== Segment start ==

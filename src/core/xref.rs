//! Cross-reference checks over the week's structured data files.
//!
//! Two independent sub-checks, both run in every mode:
//!
//! - terms: every `TERMS.yml` entry needs a definition, must claim the
//!   week under test as its origin, and must be present in the shared
//!   `shared/glossary.yml`;
//! - anchors: every `ANCHORS.yml` entry needs claim/evidence/verification
//!   fields and a week-unique id, and a verification that names a pytest
//!   node must point at a test file that exists on disk.
//!
//! A missing or null file loads as an empty list; a non-list top level is
//! a single Problem and the sub-check is abandoned, so malformed data
//! never cascades into per-entry noise.

use crate::core::gate::GateCtx;
use regex::Regex;
use serde_yaml::Value;
use std::collections::HashSet;
use std::fs;
use std::io;
use std::path::Path;
use std::sync::LazyLock;

/// `<file>::<target>` with no embedded whitespace. Best-effort textual
/// match; free-text verification descriptions fall through unmatched.
static TEST_REF: LazyLock<Regex> = LazyLock::new(|| Regex::new(r"^\S+::\S+$").unwrap());

enum Loaded {
    Entries(Vec<Value>),
    NotAList,
    Unreadable(String),
}

fn load_entry_list(path: &Path) -> Loaded {
    let text = match fs::read_to_string(path) {
        Ok(text) => text,
        Err(e) if e.kind() == io::ErrorKind::NotFound => return Loaded::Entries(Vec::new()),
        Err(e) => return Loaded::Unreadable(e.to_string()),
    };
    if text.trim().is_empty() {
        return Loaded::Entries(Vec::new());
    }
    match serde_yaml::from_str::<Value>(&text) {
        Ok(Value::Null) => Loaded::Entries(Vec::new()),
        Ok(Value::Sequence(entries)) => Loaded::Entries(entries),
        Ok(_) => Loaded::NotAList,
        Err(e) => Loaded::Unreadable(e.to_string()),
    }
}

/// Non-empty trimmed string field, or `None` for anything else.
fn nonempty_str(entry: &Value, key: &str) -> Option<String> {
    entry
        .get(key)
        .and_then(Value::as_str)
        .map(str::trim)
        .filter(|s| !s.is_empty())
        .map(str::to_string)
}

/// Render a loosely-typed field value for a Problem message.
fn show(value: Option<&Value>) -> String {
    match value {
        None | Some(Value::Null) => "null".to_string(),
        Some(Value::String(s)) => format!("{:?}", s),
        Some(other) => serde_yaml::to_string(other)
            .map(|s| s.trim_end().to_string())
            .unwrap_or_else(|_| "<unprintable>".to_string()),
    }
}

pub fn check_terms(ctx: &GateCtx, problems: &mut Vec<String>) {
    let terms_path = ctx.week_dir.join("TERMS.yml");
    let terms = match load_entry_list(&terms_path) {
        Loaded::Entries(entries) => entries,
        Loaded::NotAList => {
            problems.push(format!("TERMS.yml must be a list: chapters/{}/TERMS.yml", ctx.week));
            return;
        }
        Loaded::Unreadable(e) => {
            problems.push(format!("cannot load chapters/{}/TERMS.yml: {}", ctx.week, e));
            return;
        }
    };

    let glossary_path = ctx.root.join("shared").join("glossary.yml");
    let glossary = match load_entry_list(&glossary_path) {
        Loaded::Entries(entries) => entries,
        Loaded::NotAList => {
            problems.push("shared/glossary.yml must be a list".to_string());
            return;
        }
        Loaded::Unreadable(e) => {
            problems.push(format!("cannot load shared/glossary.yml: {}", e));
            return;
        }
    };
    let glossary_terms: HashSet<String> = glossary
        .iter()
        .filter_map(|entry| nonempty_str(entry, "term_zh"))
        .collect();

    for (idx, entry) in terms.iter().enumerate() {
        let pos = idx + 1;
        if entry.as_mapping().is_none() {
            problems.push(format!("TERMS.yml item #{} must be a mapping", pos));
            continue;
        }

        // The four field checks are independent: a fully broken entry
        // reports all four.
        let term_zh = nonempty_str(entry, "term_zh");
        let label = term_zh.as_deref().unwrap_or("?");

        if term_zh.is_none() {
            problems.push(format!("TERMS.yml item #{} missing non-empty 'term_zh'", pos));
        }
        if nonempty_str(entry, "definition_zh").is_none() {
            problems.push(format!(
                "TERMS.yml item #{} ({}) missing non-empty 'definition_zh'",
                pos, label
            ));
        }
        let first_seen = entry.get("first_seen");
        if first_seen.and_then(Value::as_str) != Some(ctx.week.as_str()) {
            problems.push(format!(
                "TERMS.yml item #{} ({}) first_seen must be {:?} (got {})",
                pos,
                label,
                ctx.week,
                show(first_seen)
            ));
        }
        if !glossary_terms.contains(term_zh.as_deref().unwrap_or("")) {
            problems.push(format!(
                "term missing from shared/glossary.yml: {:?}",
                term_zh.as_deref().unwrap_or("")
            ));
        }
    }
}

pub fn check_anchors(ctx: &GateCtx, problems: &mut Vec<String>) {
    let anchors_path = ctx.week_dir.join("ANCHORS.yml");
    let anchors = match load_entry_list(&anchors_path) {
        Loaded::Entries(entries) => entries,
        Loaded::NotAList => {
            problems.push(format!(
                "ANCHORS.yml must be a list: chapters/{}/ANCHORS.yml",
                ctx.week
            ));
            return;
        }
        Loaded::Unreadable(e) => {
            problems.push(format!("cannot load chapters/{}/ANCHORS.yml: {}", ctx.week, e));
            return;
        }
    };

    let mut seen_ids: HashSet<String> = HashSet::new();
    for (idx, entry) in anchors.iter().enumerate() {
        let pos = idx + 1;
        if entry.as_mapping().is_none() {
            problems.push(format!("ANCHORS.yml item #{} must be a mapping", pos));
            continue;
        }

        let anchor_id = nonempty_str(entry, "id");
        let label = anchor_id.as_deref().unwrap_or("?");

        match &anchor_id {
            None => {
                problems.push(format!("ANCHORS.yml item #{} missing non-empty 'id'", pos));
            }
            Some(id) => {
                // first occurrence is not penalized
                if !seen_ids.insert(id.clone()) {
                    problems.push(format!("duplicate anchor id: {:?}", id));
                }
            }
        }

        if nonempty_str(entry, "claim").is_none() {
            problems.push(format!(
                "ANCHORS.yml item #{} ({}) missing non-empty 'claim'",
                pos, label
            ));
        }
        if nonempty_str(entry, "evidence").is_none() {
            problems.push(format!(
                "ANCHORS.yml item #{} ({}) missing non-empty 'evidence'",
                pos, label
            ));
        }
        let Some(verification) = nonempty_str(entry, "verification") else {
            problems.push(format!(
                "ANCHORS.yml item #{} ({}) missing non-empty 'verification'",
                pos, label
            ));
            continue;
        };

        if let Some((file_part, _target)) = maybe_test_reference(&verification) {
            let file = Path::new(file_part);
            let exists = if file.is_absolute() {
                file.exists()
            } else {
                ctx.week_dir.join(file).exists() || ctx.root.join(file).exists()
            };
            if !exists {
                problems.push(format!(
                    "ANCHORS.yml item #{} ({}) verification refers to missing test file: {:?}",
                    pos, label, file_part
                ));
            }
        }
    }
}

/// Recognize a pytest node reference inside a verification string.
///
/// Accepted shapes: `pytest: <file>::<target>` or the bare
/// `<file>::<target>`. Anything else is free text and yields `None`.
pub fn maybe_test_reference(verification: &str) -> Option<(&str, &str)> {
    let v = verification.trim();
    let v = match v.strip_prefix("pytest:") {
        Some(rest) => rest.trim(),
        None => v,
    };
    if !TEST_REF.is_match(v) {
        return None;
    }
    v.split_once("::")
}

== Segment end ==

Scan the material for lines with the word "cannot", and copy each line you find.

            problems.push(format!("cannot load chapters/{}/TERMS.yml: {}", ctx.week, e));
            problems.push(format!("cannot load shared/glossary.yml: {}", e));
            problems.push(format!("cannot load chapters/{}/ANCHORS.yml: {}", ctx.week, e));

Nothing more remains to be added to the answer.